PG&E Corp. said it’s open to a proposal that would let California regulators take greater control of the company if it gets into trouble again, largely conceding to one of Gov. Gavin Newsom’s demands for the utility to exit bankruptcy.
PG&E said it agrees with the establishment of a six-step enforcement process proposed by California Public Utilities Commission President Marybel Batjer. The process, which could ultimately lead to the state revoking the company’s operating license, would be triggered by specific events, including operational and safety breaches, according to a filing Friday.

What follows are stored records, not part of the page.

//! `RocksDB` storage implementation.
//!
//! This module provides the `RocksStore` implementation of the `Store` trait.
//! Commits are applied as a single `WriteBatch`. The read-check-write around
//! each batch holds striped locks: one stripe for the tenant and one for each
//! idempotency key the batch claims, so commits for unrelated tenants and
//! keys run in parallel.

use std::collections::hash_map::DefaultHasher;
use std::collections::BTreeSet;
use std::hash::{Hash, Hasher};
use std::path::Path;
use std::sync::Arc;

use parking_lot::{Mutex, MutexGuard};
use rocksdb::{
    BoundColumnFamily, ColumnFamilyDescriptor, DBWithThreadMode, Direction, IteratorMode,
    MultiThreaded, Options, WriteBatch,
};
use tracing::{debug, info};

use saas_billing_core::{
    ChargeIntent, HistoryRecord, IdempotencyRecord, IntentState, LedgerEntry, LedgerEntryId,
    Subscription, TenantId,
};

use crate::commit::{check_purgeable, next_version, Commit, HistoryWrite};
use crate::error::{Result, StoreError};
use crate::keys;
use crate::schema::{all_column_families, cf};
use crate::Store;

const LOCK_STRIPES: usize = 64;

fn stripe_of<T: Hash + ?Sized>(value: &T) -> usize {
    let mut hasher = DefaultHasher::new();
    value.hash(&mut hasher);
    usize::try_from(hasher.finish() % LOCK_STRIPES as u64).unwrap_or_default()
}

/// RocksDB-backed storage implementation.
pub struct RocksStore {
    db: Arc<DBWithThreadMode<MultiThreaded>>,
    commit_locks: [Mutex<()>; LOCK_STRIPES],
}

impl RocksStore {
    /// Open or create a `RocksDB` database at the given path.
    ///
    /// # Errors
    ///
    /// Returns an error if the database cannot be opened or created.
    pub fn open<P: AsRef<Path>>(path: P) -> Result<Self> {
        let mut opts = Options::default();
        opts.create_if_missing(true);
        opts.create_missing_column_families(true);

        let cf_descriptors: Vec<_> = all_column_families()
            .into_iter()
            .map(|name| ColumnFamilyDescriptor::new(name, Options::default()))
            .collect();

        let db = DBWithThreadMode::open_cf_descriptors(&opts, path.as_ref(), cf_descriptors)
            .map_err(|e| StoreError::Database(e.to_string()))?;

        info!(path = %path.as_ref().display(), "Opened RocksDB store");

        Ok(Self {
            db: Arc::new(db),
            commit_locks: std::array::from_fn(|_| Mutex::new(())),
        })
    }

    /// Lock the stripes guarding `tenant_id` and `claimed`.
    ///
    /// Stripes are taken in index order, so overlapping callers cannot
    /// deadlock.
    fn lock_stripes(
        &self,
        tenant_id: Option<&TenantId>,
        claimed: &[&str],
    ) -> Vec<MutexGuard<'_, ()>> {
        let stripes: BTreeSet<usize> = tenant_id
            .map(|t| stripe_of(&("tenant", t)))
            .into_iter()
            .chain(claimed.iter().map(|key| stripe_of(&("key", *key))))
            .collect();
        stripes
            .into_iter()
            .map(|index| self.commit_locks[index].lock())
            .collect()
    }

    /// Get a column family handle.
    fn cf(&self, name: &str) -> Result<Arc<BoundColumnFamily<'_>>> {
        self.db
            .cf_handle(name)
            .ok_or_else(|| StoreError::Database(format!("column family not found: {name}")))
    }

    /// Serialize a value using CBOR.
    fn serialize<T: serde::Serialize>(value: &T) -> Result<Vec<u8>> {
        let mut buf = Vec::new();
        ciborium::into_writer(value, &mut buf)
            .map_err(|e| StoreError::Serialization(e.to_string()))?;
        Ok(buf)
    }

    /// Deserialize a value from CBOR.
    fn deserialize<T: serde::de::DeserializeOwned>(data: &[u8]) -> Result<T> {
        ciborium::from_reader(data).map_err(|e| StoreError::Serialization(e.to_string()))
    }

    fn get_value<T: serde::de::DeserializeOwned>(&self, cf_name: &str, key: &[u8]) -> Result<Option<T>> {
        let cf = self.cf(cf_name)?;
        self.db
            .get_cf(&cf, key)
            .map_err(|e| StoreError::Database(e.to_string()))?
            .map(|data| Self::deserialize(&data))
            .transpose()
    }

    /// All `(key, value)` pairs under a tenant prefix, in key order.
    fn scan_prefix(&self, cf_name: &str, tenant_id: &TenantId) -> Result<Vec<(Box<[u8]>, Box<[u8]>)>> {
        let cf = self.cf(cf_name)?;
        let prefix = keys::tenant_prefix(tenant_id);

        let mut items = Vec::new();
        for item in self
            .db
            .iterator_cf(&cf, IteratorMode::From(&prefix, Direction::Forward))
        {
            let (key, value) = item.map_err(|e| StoreError::Database(e.to_string()))?;
            if !key.starts_with(&prefix) {
                break;
            }
            items.push((key, value));
        }
        Ok(items)
    }

    /// The last `(key, value)` under a tenant prefix.
    fn last_in_prefix(&self, cf_name: &str, tenant_id: &TenantId) -> Result<Option<(Box<[u8]>, Box<[u8]>)>> {
        let cf = self.cf(cf_name)?;
        let prefix = keys::tenant_prefix(tenant_id);
        let end = keys::tenant_prefix_end(tenant_id);

        let mut iter = self
            .db
            .iterator_cf(&cf, IteratorMode::From(&end, Direction::Reverse));
        match iter.next() {
            Some(item) => {
                let (key, value) = item.map_err(|e| StoreError::Database(e.to_string()))?;
                Ok(key.starts_with(&prefix).then_some((key, value)))
            }
            None => Ok(None),
        }
    }

    fn next_sequence(&self, cf_name: &str, tenant_id: &TenantId) -> Result<u64> {
        match self.last_in_prefix(cf_name, tenant_id)? {
            Some((key, _)) => Ok(keys::sequence_of(&key)? + 1),
            None => Ok(0),
        }
    }

    fn current_history_entry(&self, tenant_id: &TenantId) -> Result<Option<(u64, HistoryRecord)>> {
        self.last_in_prefix(cf::HISTORY, tenant_id)?
            .map(|(key, value)| Ok((keys::sequence_of(&key)?, Self::deserialize(&value)?)))
            .transpose()
    }

    /// Validate and apply a commit. `expected = None` means create.
    fn write_commit(&self, expected: Option<u64>, commit: &Commit) -> Result<Subscription> {
        let tenant_id = commit.subscription.tenant_id;
        let mut claimed = commit.claimed_keys();
        claimed.extend(commit.resolve_intent.as_deref());
        let _guards = self.lock_stripes(Some(&tenant_id), &claimed);

        let stored = self.get_subscription(&tenant_id)?;
        let version = next_version(expected, stored.map(|s| s.version))?;

        for key in commit.claimed_keys() {
            if self.find_idempotency(key)?.is_some() {
                return Err(StoreError::DuplicateIdempotencyKey { key: key.to_string() });
            }
        }

        let subscription = commit.stamped(version);

        let cf_subs = self.cf(cf::SUBSCRIPTIONS)?;
        let cf_history = self.cf(cf::HISTORY)?;
        let mut batch = WriteBatch::default();

        batch.put_cf(&cf_subs, keys::tenant_key(&tenant_id), Self::serialize(&subscription)?);

        let current = self.current_history_entry(&tenant_id)?;
        let sequence = match (&commit.history, &current) {
            (HistoryWrite::Amend { .. }, Some((sequence, _))) => *sequence,
            (_, Some((sequence, _))) => sequence + 1,
            (_, None) => 0,
        };
        let record = commit.history_record(&subscription, current.map(|(_, record)| record))?;
        batch.put_cf(
            &cf_history,
            keys::sequenced_key(&tenant_id, sequence),
            Self::serialize(&record)?,
        );

        if let Some(entry) = &commit.ledger {
            let cf_ledger = self.cf(cf::LEDGER)?;
            let cf_by_tenant = self.cf(cf::LEDGER_BY_TENANT)?;
            let sequence = self.next_sequence(cf::LEDGER_BY_TENANT, &tenant_id)?;
            batch.put_cf(&cf_ledger, keys::ledger_key(&entry.id), Self::serialize(entry)?);
            batch.put_cf(
                &cf_by_tenant,
                keys::sequenced_key(&tenant_id, sequence),
                entry.id.to_bytes(),
            );
        }

        if let Some(marker) = &commit.idempotency {
            let cf_idem = self.cf(cf::IDEMPOTENCY)?;
            batch.put_cf(&cf_idem, keys::idempotency_key(&marker.key), Self::serialize(marker)?);
        }

        if let Some(key) = &commit.resolve_intent {
            let cf_intents = self.cf(cf::CHARGE_INTENTS)?;
            batch.delete_cf(&cf_intents, keys::intent_key(key));
        }

        self.db
            .write(batch)
            .map_err(|e| StoreError::Database(e.to_string()))?;

        debug!(tenant_id = %tenant_id, version, "Committed subscription");
        Ok(subscription)
    }
}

Newsom said in December he wanted PG&E’s restructuring plan to include an option for a state takeover if the utility gets into trouble again. He’s also called for the replacement of PG&E’s board of directors. Batjer’s recommendations include having at least half of the new board members be from California.
PG&E pushed back against the idea of full board overhaul, saying in its filing that it would not be “appropriate.”
PG&E said it expects a “substantial number” of directors will be new when it exits Chapter 11. The company’s filing Friday was in response to a number of proposed amendments by Batjer to its reorganization plan.
PG&E’s responses come as it is seeking approval from both state regulators and a bankruptcy court for its turnaround plan by June 30 to qualify for a state fund established to provide financial assistance for future fire-damage claims. The California utility filed for Chapter 11 bankruptcy protection more than a year ago with an estimated $30 billion in liabilities from wildfires blamed on its equipment.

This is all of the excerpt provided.